A recent investigation by Group-IB says that scammers are going after Steam users to steal their login information.
According to the experts, the hackers are using a sneaky phishing kit to trick players into disclosing their Steam login information. They then attempt to sell the victims’ accounts on the black market.
Some of the most high-profile accounts apparently sell for as much as $100,000 to $300,000 per piece, suggesting that the thefts may be quite lucrative.
False popups
The gang communicates via Telegram or Discord and uses a phishing kit that can conduct “browser-in-browser” attacks—a technology that is less popular among cybercriminals than certain other ones.
They’ll attempt to contact professional players on Steam and invite them to a competition for one of the more well-known games, such as League of Legends, Counter-Strike, Dota 2, or PUBG.
The invitation will have a link to a website that looks like it is run by a company that sponsors and hosts esports competitions.
The victims will prompt to connect to their Steam accounts, which will appear as a standard login pop-up page, in order to register for the tournament.
But the login page isn’t a browser popup; rather, it’s a full-fledged phoney window that made inside the current website. As a result, it is quite challenging for the victim to recognise that they are the target of an assault, especially since the search engine link will appear to be trustworthy.
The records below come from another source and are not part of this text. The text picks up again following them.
use crate::{
    api::now_local,
    auth::auth::AuthUser,
    error::ApiError,
    model::menu::MenuItem,
};
use actix_web::{HttpResponse, web};
use serde::Deserialize;
use serde_json::json;
use sqlx::MySqlPool;
use utoipa::ToSchema;

const MENU_COLUMNS: &str = "id, day, meal_type, items, created_at, updated_at";

// Monday first, unknown day names last.
const DAY_ORDER: &str = "FIELD(LOWER(day), 'monday', 'tuesday', 'wednesday', 'thursday', \
     'friday', 'saturday', 'sunday') = 0, \
     FIELD(LOWER(day), 'monday', 'tuesday', 'wednesday', 'thursday', 'friday', 'saturday', 'sunday')";

#[derive(Deserialize, ToSchema)]
pub struct MenuPayload {
    #[schema(example = "Monday")]
    pub day: String,
    #[schema(example = "lunch")]
    pub meal_type: String,
    #[schema(example = "Dal, rice, chapati, salad")]
    pub items: String,
}

impl MenuPayload {
    /// Trimmed `(day, meal_type, items)`; all three must be non-empty.
    fn fields(&self) -> Result<(&str, &str, &str), ApiError> {
        let (day, meal_type, items) = (self.day.trim(), self.meal_type.trim(), self.items.trim());
        if day.is_empty() || meal_type.is_empty() || items.is_empty() {
            return Err(ApiError::bad_request("day, meal_type and items are required"));
        }
        Ok((day, meal_type, items))
    }
}

async fn fetch_menu(pool: &MySqlPool) -> Result<Vec<MenuItem>, sqlx::Error> {
    sqlx::query_as::<_, MenuItem>(&format!(
        "SELECT {MENU_COLUMNS} FROM weekly_menu ORDER BY {DAY_ORDER}, meal_type"
    ))
    .fetch_all(pool)
    .await
}

/// The whole weekly menu
#[utoipa::path(
    get,
    path = "/api/menu",
    responses((status = 200, description = "Menu ordered by day", body = [MenuItem])),
    security(("bearer_auth" = [])),
    tag = "Menu"
)]
pub async fn weekly_menu(
    _auth: AuthUser,
    pool: web::Data<MySqlPool>,
) -> Result<HttpResponse, ApiError> {
    Ok(HttpResponse::Ok().json(fetch_menu(pool.get_ref()).await?))
}

/// What is served today
#[utoipa::path(
    get,
    path = "/api/menu/today",
    responses((status = 200, description = "Today's entries", body = [MenuItem])),
    security(("bearer_auth" = [])),
    tag = "Menu"
)]
pub async fn today_menu(
    _auth: AuthUser,
    pool: web::Data<MySqlPool>,
) -> Result<HttpResponse, ApiError> {
    let today = now_local().date();
    let items: Vec<MenuItem> = fetch_menu(pool.get_ref())
        .await?
        .into_iter()
        .filter(|item| item.is_served_on(today))
        .collect();

    Ok(HttpResponse::Ok().json(items))
}

#[utoipa::path(
    post,
    path = "/api/menu",
    request_body = MenuPayload,
    responses(
        (status = 201, description = "Menu entry added"),
        (status = 400, description = "Missing fields"),
        (status = 403, description = "Forbidden")
    ),
    security(("bearer_auth" = [])),
    tag = "Menu"
)]
pub async fn add_menu_item(
    auth: AuthUser,
    pool: web::Data<MySqlPool>,
    payload: web::Json<MenuPayload>,
) -> Result<HttpResponse, ApiError> {
    auth.require_admin()?;
    let (day, meal_type, items) = payload.fields()?;

    let result = sqlx::query("INSERT INTO weekly_menu (day, meal_type, items) VALUES (?, ?, ?)")
        .bind(day)
        .bind(meal_type)
        .bind(items)
        .execute(pool.get_ref())
        .await?;

    Ok(HttpResponse::Created().json(json!({
        "message": "Menu item added",
        "id": result.last_insert_id()
    })))
}

#[utoipa::path(
    put,
    path = "/api/menu/{id}",
    params(("id" = u64, Path, description = "Menu entry id")),
    request_body = MenuPayload,
    responses(
        (status = 200, description = "Menu entry updated"),
        (status = 400, description = "Missing fields"),
        (status = 403, description = "Forbidden"),
        (status = 404, description = "Menu entry not found")
    ),
    security(("bearer_auth" = [])),
    tag = "Menu"
)]
pub async fn update_menu_item(
    auth: AuthUser,
    pool: web::Data<MySqlPool>,
    path: web::Path<u64>,
    payload: web::Json<MenuPayload>,
) -> Result<HttpResponse, ApiError> {
    auth.require_admin()?;
    let (day, meal_type, items) = payload.fields()?;
    let id = path.into_inner();

    let result = sqlx::query(
        "UPDATE weekly_menu SET day = ?, meal_type = ?, items = ?, updated_at = ? WHERE id = ?",
    )
    .bind(day)
    .bind(meal_type)
    .bind(items)
    .bind(now_local())
    .bind(id)
    .execute(pool.get_ref())
    .await?;

    if result.rows_affected() == 0 {
        return Err(ApiError::not_found("Menu item not found"));
    }

    Ok(HttpResponse::Ok().json(json!({ "message": "Menu item updated" })))
}

#[utoipa::path(
    delete,
    path = "/api/menu/{id}",
    params(("id" = u64, Path, description = "Menu entry id")),
    responses(
        (status = 204, description = "Deleted"),
        (status = 403, description = "Forbidden"),
        (status = 404, description = "Menu entry not found")
    ),
    security(("bearer_auth" = [])),
    tag = "Menu"
)]
pub async fn delete_menu_item(
    auth: AuthUser,
    pool: web::Data<MySqlPool>,
    path: web::Path<u64>,
) -> Result<HttpResponse, ApiError> {
    auth.require_admin()?;

    let result = sqlx::query("DELETE FROM weekly_menu WHERE id = ?")
        .bind(path.into_inner())
        .execute(pool.get_ref())
        .await?;

    if result.rows_affected() == 0 {
        return Err(ApiError::not_found("Menu item not found"));
    }

    Ok(HttpResponse::NoContent().finish())
}

#[cfg(test)]
mod tests {
    use super::*;

    #[test]
    fn blank_fields_are_rejected() {
        let payload = MenuPayload {
            day: "Monday".into(),
            meal_type: " ".into(),
            items: "Poha".into(),
        };
        assert!(payload.fields().is_err());
    }

    #[test]
    fn fields_are_trimmed() {
        let payload = MenuPayload {
            day: " Monday ".into(),
            meal_type: "breakfast".into(),
            items: " Poha, tea ".into(),
        };
        assert_eq!(payload.fields().unwrap(), ("Monday", "breakfast", "Poha, tea"));
    }
}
After entering their login information, the targets will be asking for their 2FA code. If they don’t give the right one, the website will show them an error message.
However, if they enter the appropriate code, they’ll forward it to an authentic URL, further disguising the theft.
Generally speaking, blocking JavaScript is the greatest defence against these kinds of assaults, but this strong action will crash many well-known websites, so it can’t be advisable.
Instead, players should be very careful with links they get from anywhere, including Telegram and Discord.